Mississippi manufacturing went from about 225,000 jobs in 1990 to about 140,000 in 2013. The number of retail jobs grew from about 120,000 in 1990 to about 140,000 in 2013.
“We need more private-sector growth in job creation,” said House Appropriations Committee Chairman Herb Frierson, R-Poplarville.
State government employment has remained steady for the past decade, Frierson said, so most of the growth in government jobs has probably occurred on the local level.
Webb cited figures comparing the first three quarters of 2012 with the first three quarters of 2013. For those January-through-September periods, wages and salaries in the U.S. grew 1.9 percent. In Mississippi, they grew less than 1 percent, making the state eighth from last among the 50 states and the District of Columbia.
“I’m a little bit troubled by the lack of income growth in Mississippi,” Webb said.
Employment in Mississippi grew 1.6 percent in 2013, and Webb said that’s the largest growth rate since 1999.

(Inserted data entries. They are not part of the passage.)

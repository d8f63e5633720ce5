use log::{debug, trace, warn};
use std::io::Write;

use crate::{
    bitmap::Bitmap,
    device::Device,
    error::{Error, Result},
};

/// Raster bit image command: `DC2 * r n`, followed by `r * n` bytes.
const RASTER_ROW: [u8; 3] = [0x12, 0x2A, 0x01];

/// Print and feed paper: `ESC J n`.
const FEED: [u8; 2] = [0x1B, 0x4A];

/// Widest row a raster record can carry: its byte count is a single byte.
pub const MAX_RASTER_WIDTH: u32 = 255 * 8;

/// Thermal printer driver writing the raster command stream to any
/// [`Write`] sink, typically a serial port or a file.
pub struct Printer<W: Write> {
    writer: W,
    config: Config,
}

impl<W: Write> Printer<W> {
    pub fn new(writer: W) -> Self {
        Self::with_config(writer, Config::new())
    }

    pub fn with_config(writer: W, config: Config) -> Self {
        debug!("{:?}", config);
        Printer { writer, config }
    }

    /// Return the underlying writer.
    pub fn into_inner(self) -> W {
        self.writer
    }

    fn write(&mut self, buf: &[u8]) -> Result<()> {
        self.writer.write_all(buf)?;
        Ok(())
    }

    /// Encode one bitmap row as a raster record.
    ///
    /// A set bit in the bitmap is white paper, but a set bit in the output is
    /// a printed dot, so the bits are inverted while packing.
    fn raster_row(bitmap: &Bitmap, y: u32, buf: &mut Vec<u8>) {
        let bytes_per_row = ((bitmap.width() + 7) / 8) as usize;
        buf.clear();
        buf.extend_from_slice(&RASTER_ROW);
        buf.push(bytes_per_row as u8);

        for x in 0..(bytes_per_row as u32) {
            let mut tmp: u8 = 0x00;
            for i in 0..8 {
                let px = x * 8 + i;
                if px < bitmap.width() && !bitmap.bit_at(px, y) {
                    tmp |= 0x80 >> i;
                }
            }
            buf.push(tmp);
        }
    }
}

impl<W: Write> Device for Printer<W> {
    fn max_width(&self) -> u32 {
        self.config.max_width
    }

    fn dpi(&self) -> f64 {
        self.config.dpi
    }

    fn print_bitmap(&mut self, bitmap: &Bitmap) -> Result<()> {
        if bitmap.width() > self.config.max_width {
            return Err(Error::BitmapTooWide {
                width: bitmap.width(),
                max: self.config.max_width,
            });
        }
        trace!("print bitmap {}x{}", bitmap.width(), bitmap.height());
        if bitmap.width() == 0 {
            return Ok(());
        }

        // Print the image one scanline at a time.
        let mut row = Vec::with_capacity(4 + ((bitmap.width() + 7) / 8) as usize);
        for y in 0..bitmap.height() {
            Self::raster_row(bitmap, y, &mut row);
            self.write(&row)?;
        }
        self.writer.flush()?;
        Ok(())
    }

    fn feed(&mut self, lines: u32) -> Result<()> {
        if lines >= 256 {
            return Err(Error::FeedOutOfRange(lines));
        }
        trace!("feed {} lines", lines);
        self.write(&[FEED[0], FEED[1], lines as u8])?;
        self.writer.flush()?;
        Ok(())
    }
}

/// Printer configuration.
///
/// Defaults to the 58 mm class of thermal printers: 384 dots across at
/// 203.2 DPI (8 dots per millimetre).
#[derive(Debug, Clone)]
pub struct Config {
    max_width: u32,
    dpi: f64,
}

impl Config {
    /// Initialize configuration data with default values.
    ///
    /// # Example
    ///
    /// ```
    /// use mdprint::Config;
    ///
    /// let config = Config::new().max_width(576).dpi(203.2);
    /// ```
    pub fn new() -> Config {
        Config {
            max_width: crate::PRINTER_WIDTH,
            dpi: crate::PRINTER_DPI,
        }
    }

    /// Printable width in dots, at most [`MAX_RASTER_WIDTH`]. Wider values
    /// are clamped.
    pub fn max_width(self, max_width: u32) -> Self {
        if max_width > MAX_RASTER_WIDTH {
            warn!(
                "width of {} dots clamped to {}",
                max_width, MAX_RASTER_WIDTH
            );
        }
        Config {
            max_width: max_width.min(MAX_RASTER_WIDTH),
            ..self
        }
    }

    pub fn dpi(self, dpi: f64) -> Self {
        Config { dpi, ..self }
    }
}

impl Default for Config {
    fn default() -> Self {
        Self::new()
    }
}

#[cfg(test)]
mod tests {
    use super::*;
    use crate::bitmap::{BLACK, DEFAULT_THRESHOLD};

    #[test]
    fn rows_are_inverted_and_packed() {
        let mut bitmap = Bitmap::white(10, 2, DEFAULT_THRESHOLD);
        bitmap.set(0, 0, BLACK);
        bitmap.set(9, 0, BLACK);
        bitmap.set(3, 1, BLACK);

        let mut printer = Printer::new(Vec::new());
        printer.print_bitmap(&bitmap).unwrap();
        let out = printer.into_inner();
        assert_eq!(
            out,
            vec![
                0x12, 0x2A, 0x01, 2, 0b1000_0000, 0b0100_0000, //
                0x12, 0x2A, 0x01, 2, 0b0001_0000, 0b0000_0000,
            ]
        );
    }

    #[test]
    fn feed_writes_escape_sequence() {
        let mut printer = Printer::new(Vec::new());
        printer.feed(85).unwrap();
        assert_eq!(printer.into_inner(), vec![0x1B, 0x4A, 85]);
    }

    #[test]
    fn feed_out_of_range() {
        let mut printer = Printer::new(Vec::new());
        assert!(matches!(printer.feed(256), Err(Error::FeedOutOfRange(256))));
        assert!(printer.into_inner().is_empty());
    }

    #[test]
    fn rejects_wide_bitmaps() {
        let mut printer = Printer::with_config(Vec::new(), Config::new().max_width(16));
        let err = printer.print_bitmap(&Bitmap::new(17, 1)).unwrap_err();
        assert!(matches!(err, Error::BitmapTooWide { width: 17, max: 16 }));
    }

    #[test]
    fn widest_rows_fit_a_record() {
        let mut printer =
            Printer::with_config(Vec::new(), Config::new().max_width(MAX_RASTER_WIDTH + 8));
        printer.print_bitmap(&Bitmap::new(MAX_RASTER_WIDTH, 1)).unwrap();
        let out = printer.into_inner();
        assert_eq!(out.len(), 4 + 255);
        assert_eq!(out[3], 255);

        let mut printer =
            Printer::with_config(Vec::new(), Config::new().max_width(MAX_RASTER_WIDTH + 8));
        assert!(matches!(
            printer.print_bitmap(&Bitmap::new(MAX_RASTER_WIDTH + 1, 1)),
            Err(Error::BitmapTooWide { max: MAX_RASTER_WIDTH, .. })
        ));
    }

    #[test]
    fn config_builder() {
        let printer = Printer::with_config(Vec::new(), Config::new().max_width(576).dpi(300.0));
        assert_eq!(printer.max_width(), 576);
        assert_eq!(printer.dpi(), 300.0);
        let wide = Printer::with_config(Vec::new(), Config::new().max_width(4096));
        assert_eq!(wide.max_width(), MAX_RASTER_WIDTH);
        let default = Printer::new(Vec::new());
        assert_eq!(default.max_width(), 384);
        assert_eq!(default.dpi(), 203.2);
    }
}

He said 53 counties gained jobs from 2012 to 2013, and 29 counties lost them. The biggest gains were in DeSoto County, which added 2,605 jobs, and Kemper County, which added 1,684.
Kemper, in the east central part of the state by the Alabama line, is not typically among the more robust counties, but Webb said construction of a Mississippi Power Co. plant spurred the growth. DeSoto, just south of Memphis, Tenn., has been Mississippi’s fastest-growing county for several years.